Centipede and the Claravoiant were an established villain group: Hydra.

I don,t think they could have foreshadowed more without blowing the secret to Cap 2. We had all the clues to make the same guess as Colson: the Claravoiant wasn't psychic but had clearance. I was wondering if Centipede was Hydra anyway. There,s only so much you can tease without blowing a revelation. 

As as I said a page back, the problem wíth SHIELD was they had to delay for six months until Cap 2 released and the show's planned dynamic kicked in. Now it has. 
Now we don't have a show about one group of agents with a huge organization supporting them, and able to bail them out when things get bad. We have a show about a small group of agents, all that is left of SHIELD fighting Hydra and trying to do their job on their own. Underdogs. The show is radically more compelling. At the very least, they've gotten a second chance to win the fans as it's a very different show now.


----------



## WayneLigon (Apr 15, 2014)

Jester Canuck said:


> Centipede and the Clairvoyant were an established villain group: Hydra.




Only after last episode. Before, they were just generic no-name stand-ins with no connection to the Marvel Universe. 



Jester Canuck said:


> The show is radically more compelling. At the very least, they've gotten a second chance to win the fans as it's a very different show now.

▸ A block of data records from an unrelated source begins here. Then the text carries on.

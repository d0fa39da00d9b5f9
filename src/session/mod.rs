//! Prompt-building sessions.
//!
//! A [`PromptSession`] walks a user through three steps: choose a template,
//! capture context, review and copy the prompt. Speech recognition and the
//! clipboard are reached only through the [`SpeechCapture`] and
//! [`Clipboard`] traits, and new runs are triggered by [`Activation`]
//! events on an [`ActivationBus`].

mod activation;
mod collaborators;
mod prompt_session;

pub use activation::{Activation, ActivationBus, run_activation_loop};
pub use collaborators::{
    Clipboard, FileClipboard, MemoryClipboard, ScriptedSpeech, SpeechCapture, WriterClipboard,
};
pub use prompt_session::{EMPTY_TRANSCRIPT_MESSAGE, PromptSession, WizardStep};
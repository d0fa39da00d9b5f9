//! # Prompt Builder
//!
//! Assembles prompts for LLM chat tools from reusable templates and
//! free-form notes.
//!
//! A user picks a [`Template`] (for example "Formal email"), dictates or
//! types context, and [`render_prompt`] combines the template's guidance
//! with those notes into a single prompt string that is handed to a
//! clipboard or other output sink.
//!
//! ## Layout
//!
//! - [`models`]: the template record and the built-in default set
//! - [`rendering`]: the pure prompt renderer
//! - [`storage`]: byte-level stores backing the catalog (filesystem, memory)
//! - [`services`]: the template catalog and the editing boundary
//! - [`session`]: transient prompt-building state, activation events, and
//!   speech/clipboard collaborator traits
//! - [`config`], [`observability`], [`cli`]: the command-line shell
//!
//! ## Example
//!
//! ```rust
//! use std::sync::Arc;
//! use prompt_builder::{MemoryTemplateStore, TemplateCatalog, render_prompt};
//!
//! let catalog = TemplateCatalog::load(Arc::new(MemoryTemplateStore::new()));
//! let template = catalog.find_by_name("Formal email").expect("seeded default");
//! let prompt = render_prompt(template, "Ask finance to approve the Q3 budget.");
//! assert!(prompt.starts_with("Draft a clear and professional email"));
//! ```

#![deny(clippy::all)]
#![warn(clippy::pedantic)]
#![warn(clippy::nursery)]
#![warn(missing_docs)]
#![forbid(unsafe_code)]
#![allow(clippy::multiple_crate_versions)]

use thiserror::Error as ThisError;

pub mod cli;
pub mod config;
pub mod models;
pub mod observability;
pub mod rendering;
pub mod services;
pub mod session;
pub mod storage;

pub use config::AppConfig;
pub use models::{Template, TemplateId, default_templates};
pub use rendering::render_prompt;
pub use services::{TemplateCatalog, TemplateEditor};
pub use session::{Activation, ActivationBus, Clipboard, PromptSession, SpeechCapture, WizardStep};
pub use storage::{FilesystemTemplateStore, MemoryTemplateStore, TemplateStore};

/// Error type for prompt builder operations.
///
/// | Variant | Raised When |
/// |---------|-------------|
/// | `InvalidInput` | Editor validation fails, malformed ids, bad CLI arguments |
/// | `NotFound` | A template id or name does not resolve |
/// | `OperationFailed` | I/O, serialization, config parsing, collaborator failures |
///
/// The renderer has no error conditions, and catalog loading recovers from
/// store corruption on its own.
#[derive(Debug, ThisError)]
pub enum Error {
    /// Invalid input was provided.
    ///
    /// Raised when:
    /// - A template is saved with an empty name or objective
    /// - A template id string is not a valid UUID
    /// - Notes are requested from more than one source on the CLI
    #[error("invalid input: {0}")]
    InvalidInput(String),

    /// A template lookup did not match anything.
    #[error("not found: {0}")]
    NotFound(String),

    /// An operation failed.
    ///
    /// Raised when:
    /// - Filesystem reads or writes fail
    /// - JSON or TOML (de)serialization fails
    /// - A speech or clipboard collaborator reports a failure
    /// - Logging has already been initialized
    #[error("operation '{operation}' failed: {cause}")]
    OperationFailed {
        /// The operation that failed.
        operation: String,
        /// The underlying cause.
        cause: String,
    },
}

impl Error {
    /// Builds an [`Error::OperationFailed`] from an operation name and any
    /// displayable cause.
    pub fn operation(operation: impl Into<String>, cause: impl std::fmt::Display) -> Self {
        Self::OperationFailed {
            operation: operation.into(),
            cause: cause.to_string(),
        }
    }
}

/// Result type alias for prompt builder operations.
pub type Result<T> = std::result::Result<T, Error>;
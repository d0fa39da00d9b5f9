//! Template store backends.
//!
//! The catalog persists its whole template sequence through a
//! [`TemplateStore`], a read/replace interface over raw bytes.
//!
//! | Backend | Type | Location |
//! |---------|------|----------|
//! | Filesystem | [`FilesystemTemplateStore`] | `<data dir>/PromptBuilder/templates.json` |
//! | Memory | [`MemoryTemplateStore`] | process memory, lost on exit |

mod filesystem;
mod memory;
mod traits;

pub use filesystem::FilesystemTemplateStore;
pub use memory::MemoryTemplateStore;
pub use traits::TemplateStore;

use crate::{Error, Result};
use std::path::PathBuf;
use std::sync::Arc;

/// Backend type for template storage.
#[derive(Debug, Clone, Copy, PartialEq, Eq, Default)]
pub enum StoreBackendType {
    /// Single JSON file on disk.
    #[default]
    Filesystem,
    /// Process memory.
    Memory,
}

impl StoreBackendType {
    /// Parses a backend name, case-insensitively.
    #[must_use]
    pub fn parse(s: &str) -> Option<Self> {
        match s.to_lowercase().as_str() {
            "filesystem" | "file" | "fs" => Some(Self::Filesystem),
            "memory" | "mem" => Some(Self::Memory),
            _ => None,
        }
    }
}

/// Factory for template stores.
pub struct TemplateStoreFactory;

impl TemplateStoreFactory {
    /// Creates a store of the given backend type.
    ///
    /// # Arguments
    ///
    /// * `backend` - The backend type to use
    /// * `path` - Catalog file for the filesystem backend; defaults to
    ///   [`FilesystemTemplateStore::default_path`]
    ///
    /// # Errors
    ///
    /// Returns an error if no path is given and none can be determined, or
    /// if the filesystem store cannot be initialized.
    pub fn create(
        backend: StoreBackendType,
        path: Option<PathBuf>,
    ) -> Result<Arc<dyn TemplateStore>> {
        match backend {
            StoreBackendType::Filesystem => {
                let path = path
                    .or_else(FilesystemTemplateStore::default_path)
                    .ok_or_else(|| {
                        Error::InvalidInput(
                            "Store path required for filesystem backend".to_string(),
                        )
                    })?;
                Ok(Arc::new(FilesystemTemplateStore::new(path)?))
            },
            StoreBackendType::Memory => Ok(Arc::new(MemoryTemplateStore::new())),
        }
    }
}

#[cfg(test)]
mod tests {
    use super::*;
    use tempfile::TempDir;

    #[test]
    fn test_backend_default() {
        assert_eq!(StoreBackendType::default(), StoreBackendType::Filesystem);
    }

    #[test]
    fn test_backend_parse() {
        assert_eq!(StoreBackendType::parse("FS"), Some(StoreBackendType::Filesystem));
        assert_eq!(StoreBackendType::parse("memory"), Some(StoreBackendType::Memory));
        assert_eq!(StoreBackendType::parse("sqlite"), None);
    }

    #[test]
    fn test_create_filesystem_store() {
        let dir = TempDir::new().unwrap();
        let store = TemplateStoreFactory::create(
            StoreBackendType::Filesystem,
            Some(dir.path().join("templates.json")),
        )
        .unwrap();
        assert!(store.read().unwrap().is_none());
    }

    #[test]
    fn test_create_memory_store() {
        let store = TemplateStoreFactory::create(StoreBackendType::Memory, None).unwrap();
        store.write_all(b"[]").unwrap();
        assert_eq!(store.read().unwrap().unwrap(), b"[]");
    }
}
//! Activation events over a tokio broadcast channel.
//!
//! A hotkey or menu action publishes an [`Activation`]; whoever owns the
//! session subscribes and resets it. The event carries no payload.

use tokio::sync::broadcast;

const DEFAULT_ACTIVATION_CAPACITY: usize = 16;

/// Request to start a fresh prompt-building run.
#[derive(Debug, Clone, Copy, PartialEq, Eq, Hash, Default)]
pub struct Activation;

/// Fan-out channel for [`Activation`] events.
#[derive(Debug, Clone)]
pub struct ActivationBus {
    sender: broadcast::Sender<Activation>,
}

impl Default for ActivationBus {
    fn default() -> Self {
        Self::new(DEFAULT_ACTIVATION_CAPACITY)
    }
}

impl ActivationBus {
    /// Creates a bus buffering up to `capacity` undelivered events.
    #[must_use]
    pub fn new(capacity: usize) -> Self {
        let (sender, _receiver) = broadcast::channel(capacity.max(1));
        Self { sender }
    }

    /// Publishes an activation (best effort).
    ///
    /// Returns the number of subscribers that will see it; zero is not an
    /// error.
    pub fn publish(&self) -> usize {
        match self.sender.send(Activation) {
            Ok(receivers) => receivers,
            Err(_) => {
                tracing::debug!("Activation published with no subscribers");
                0
            },
        }
    }

    /// Subscribes to future activations.
    #[must_use]
    pub fn subscribe(&self) -> broadcast::Receiver<Activation> {
        self.sender.subscribe()
    }
}

/// Calls `on_activation` for every event until all publishers are gone.
///
/// Lagged receivers skip the missed events and carry on: a reset applied
/// once has the same effect as applying it several times.
///
/// Returns the number of activations handled.
pub async fn run_activation_loop<F>(
    mut receiver: broadcast::Receiver<Activation>,
    mut on_activation: F,
) -> usize
where
    F: FnMut(),
{
    let mut handled = 0;
    loop {
        match receiver.recv().await {
            Ok(Activation) => {
                on_activation();
                handled += 1;
            },
            Err(broadcast::error::RecvError::Lagged(skipped)) => {
                tracing::debug!(skipped, "Activation receiver lagged");
                on_activation();
                handled += 1;
            },
            Err(broadcast::error::RecvError::Closed) => return handled,
        }
    }
}
//! Business logic services.
//!
//! The catalog owns the template list; the editor guards what gets into it.

mod catalog;
mod editor;

pub use catalog::TemplateCatalog;
pub use editor::TemplateEditor;
//! Structured logging configuration.

use crate::config::LoggingSettings;
use std::path::PathBuf;
use tracing_subscriber::EnvFilter;

/// Filter used when neither the config nor `RUST_LOG` says otherwise.
const DEFAULT_LEVEL: &str = "warn";

/// Filter used with `--verbose`.
const VERBOSE_LEVEL: &str = "debug";

/// Log line format.
#[derive(Debug, Clone, Copy, PartialEq, Eq, Default)]
pub enum LogFormat {
    /// Human-readable multi-line output.
    #[default]
    Pretty,
    /// One JSON object per event.
    Json,
}

impl LogFormat {
    /// Parses a format name; anything other than `json` is pretty.
    #[must_use]
    pub fn parse(s: &str) -> Self {
        match s.trim().to_lowercase().as_str() {
            "json" => Self::Json,
            _ => Self::Pretty,
        }
    }
}

/// Resolved logging configuration.
#[derive(Debug)]
pub struct LoggingConfig {
    /// Event filter.
    pub filter: EnvFilter,
    /// Output format.
    pub format: LogFormat,
    /// Append to this file instead of writing to stderr.
    pub file: Option<PathBuf>,
}

impl Default for LoggingConfig {
    fn default() -> Self {
        Self::from_settings(None, false)
    }
}

impl LoggingConfig {
    /// Builds logging configuration from file settings and CLI flags.
    ///
    /// `RUST_LOG` wins over everything. Otherwise `verbose` selects debug
    /// output, then the configured level, then `warn`.
    #[must_use]
    pub fn from_settings(settings: Option<&LoggingSettings>, verbose: bool) -> Self {
        let level = if verbose {
            VERBOSE_LEVEL.to_string()
        } else {
            settings
                .and_then(|s| s.level.clone())
                .unwrap_or_else(|| DEFAULT_LEVEL.to_string())
        };

        let filter = EnvFilter::try_from_default_env()
            .or_else(|_| EnvFilter::try_new(&level))
            .unwrap_or_else(|_| EnvFilter::new(DEFAULT_LEVEL));

        Self {
            filter,
            format: settings
                .and_then(|s| s.format.as_deref())
                .map(LogFormat::parse)
                .unwrap_or_default(),
            file: settings.and_then(|s| s.file.clone()),
        }
    }
}

#[cfg(test)]
mod tests {
    use super::*;

    #[test]
    fn test_log_format_parse() {
        assert_eq!(LogFormat::parse("JSON"), LogFormat::Json);
        assert_eq!(LogFormat::parse("pretty"), LogFormat::Pretty);
        assert_eq!(LogFormat::parse("compact"), LogFormat::Pretty);
    }

    #[test]
    fn test_from_settings_copies_format_and_file() {
        let settings = LoggingSettings {
            level: Some("info".to_string()),
            format: Some("json".to_string()),
            file: Some(PathBuf::from("/tmp/pb.log")),
        };
        let config = LoggingConfig::from_settings(Some(&settings), false);
        assert_eq!(config.format, LogFormat::Json);
        assert_eq!(config.file, Some(PathBuf::from("/tmp/pb.log")));
    }

    #[test]
    fn test_defaults_without_settings() {
        let config = LoggingConfig::from_settings(None, true);
        assert_eq!(config.format, LogFormat::Pretty);
        assert!(config.file.is_none());
    }
}
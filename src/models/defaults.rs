//! Built-in templates seeded into an empty catalog.

use super::Template;

/// Returns the fixed default template set, with fresh ids.
///
/// The order is the display order of a freshly seeded catalog.
#[must_use]
pub fn default_templates() -> Vec<Template> {
    vec![
        Template::new(
            "Executive Slack summary",
            "Write a concise Slack update for executive leadership summarizing the current \
             situation, key decisions, and next steps.",
        )
        .with_summary("Short Slack update to leadership with context, decisions, and next steps.")
        .with_icon_token("bubble.left.and.bubble.right.fill")
        .with_internal_note("Slack update to VP or GM about a project or decision.")
        .with_channel("Slack message")
        .with_audience("VP or GM and their staff.")
        .with_tone_and_style("Brief, direct, executive ready. No fluff.")
        .with_length_guidance("3 to 6 short paragraphs or bullet blocks, max 200 to 250 words.")
        .with_output_structure(
            "Start with one sentence headline, then 3 to 5 bullets: context, what changed or \
             was decided, and what happens next.",
        )
        .with_formatting_rules(
            "Use short paragraphs and bullets. Avoid markdown headings unless they add real \
             clarity.",
        )
        .with_constraints(
            "Do not restate basic company history. Focus on what is new, risky, or needs \
             attention.",
        )
        .with_persona(
            "You are a senior product manager reporting status to an executive sponsor.",
        ),
        Template::new(
            "Formal email",
            "Draft a clear and professional email that I can send directly after light editing.",
        )
        .with_summary("Polished email suitable for external or senior internal stakeholders.")
        .with_icon_token("envelope.fill")
        .with_internal_note("Structured email with greeting, clear ask, and close.")
        .with_channel("Email")
        .with_audience("Senior internal stakeholders or external partners.")
        .with_tone_and_style("Professional, concise, courteous.")
        .with_length_guidance("3 to 6 short paragraphs.")
        .with_output_structure(
            "Greeting, one paragraph of context, one paragraph that states the ask or decision, \
             supporting details, then a crisp closing.",
        )
        .with_formatting_rules(
            "No bullet lists unless truly needed. Keep line length comfortable on desktop and \
             mobile.",
        )
        .with_constraints("Avoid slang and emojis. Do not over-apologize.")
        .with_persona(
            "You are a senior PM or director representing an enterprise SaaS company.",
        ),
        Template::new(
            "Product requirements outline",
            "Create a structured product requirements outline for the described feature or \
             initiative.",
        )
        .with_summary("Structured PRD style outline that you can paste into a doc.")
        .with_icon_token("doc.text.fill")
        .with_internal_note("Outline for a PRD / spec that engineers and stakeholders can read.")
        .with_channel("PRD document")
        .with_audience("Engineers, PMs, designers, and technical stakeholders.")
        .with_tone_and_style("Clear, structured, and neutral. No marketing language.")
        .with_length_guidance("As long as needed, but in outline form.")
        .with_output_structure(
            "Sections for Overview, Problem / Opportunity, Goals and non-goals, Users and use \
             cases, Requirements, Open questions, Risks.",
        )
        .with_formatting_rules(
            "Use numbered headings and bullet lists where appropriate. Make section titles easy \
             to scan.",
        )
        .with_constraints(
            "Do not invent requirements that conflict with the context. Call out assumptions \
             explicitly.",
        )
        .with_persona("You are a product manager writing a first draft PRD."),
        Template::new(
            "Vision doc summary",
            "Write a narrative summary of the product vision described in my context.",
        )
        .with_summary("High level narrative about the future direction of a product.")
        .with_icon_token("lightbulb.fill")
        .with_internal_note("Narrative that explains a product vision and why it matters.")
        .with_channel("Vision document")
        .with_audience("Executives, cross functional partners, and senior ICs.")
        .with_tone_and_style("Aspirational but grounded. Clear and confident.")
        .with_length_guidance(
            "500 to 1000 words for a full vision; shorter if the context suggests a brief.",
        )
        .with_output_structure(
            "Opening that frames the problem and opportunity, then sections for Current state, \
             Future state, Key bets, and Impact.",
        )
        .with_formatting_rules(
            "Use headings and short paragraphs. Avoid long unbroken walls of text.",
        )
        .with_constraints(
            "Do not promise things that contradict the context. Make tradeoffs and risks \
             explicit.",
        )
        .with_persona("You are a product leader explaining a 1 to 3 year vision."),
        Template::new(
            "Hero slide content",
            "Summarize the key points from my context into content for a single hero slide.",
        )
        .with_summary("Content for a single slide that tells the story crisply.")
        .with_icon_token("rectangle.3.offgrid.fill")
        .with_internal_note("Generate content for a single slide that summarizes the story.")
        .with_channel("Presentation slide")
        .with_audience("Executive review audience.")
        .with_tone_and_style("Crisp and distilled. Each bullet should carry real signal.")
        .with_length_guidance("Title plus 3 to 5 bullets. Optionally one short takeaway line.")
        .with_output_structure(
            "Hero title, 3 to 5 bullets for key points, and an optional one line takeaway at the \
             bottom.",
        )
        .with_formatting_rules("Bullets should be short phrases, not full sentences where possible.")
        .with_constraints("Do not overload with detail. Avoid more than 5 bullets.")
        .with_persona("You are preparing content for an exec deck."),
        Template::new(
            "Find Slack person or conversation",
            "Search my Slack message history to find the specific person or conversation I am \
             referring to, based on the context I provide.",
        )
        .with_summary(
            "Use Slack AI to search my message history for a specific person or conversation \
             based on my description.",
        )
        .with_icon_token("magnifyingglass.circle")
        .with_internal_note(
            "Prompt for Slack AI to search my past conversations for a person or specific \
             discussion.",
        )
        .with_channel("Slack AI search")
        .with_audience("Me, using Slack AI to search my own workspace.")
        .with_tone_and_style(
            "Be concise and focused on actionable search results, not long explanations.",
        )
        .with_length_guidance(
            "Short reply: one or two sentences plus a compact list of matches.",
        )
        .with_output_structure(
            "Start with a brief statement of what you found, then list each likely match as a \
             bullet with person name, channel, approximate date, and one short summary line.",
        )
        .with_constraints(
            "Do not invent people or conversations that do not exist in my Slack workspace. If \
             you are not confident about a match, say so explicitly and ask for one clarifying \
             detail.",
        )
        .with_persona(
            "You are a helpful search assistant operating inside Slack, specialized in \
             searching my own message history.",
        )
        .with_examples(
            "For example, you might say: \"It looks like you are referring to Jane Doe in \
             #payments on March 3. Here are the top matches...\" followed by a short bulleted \
             list.",
        ),
    ]
}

Ratings have dropped almost every episode and there was no bump from Thor or Cap 2, meaning most likely the people that went to those movies either are not and never have been 'crossovers' to the TV series, or they dropped it early on and haven't gone back. It's a good turn but at this point, I think it's just too late unless the network just makes the decision to renew the thing anyway to give it a second chance now that word has spread. I guess we could hope for a bump for tonight's episode, and see if that can help matters.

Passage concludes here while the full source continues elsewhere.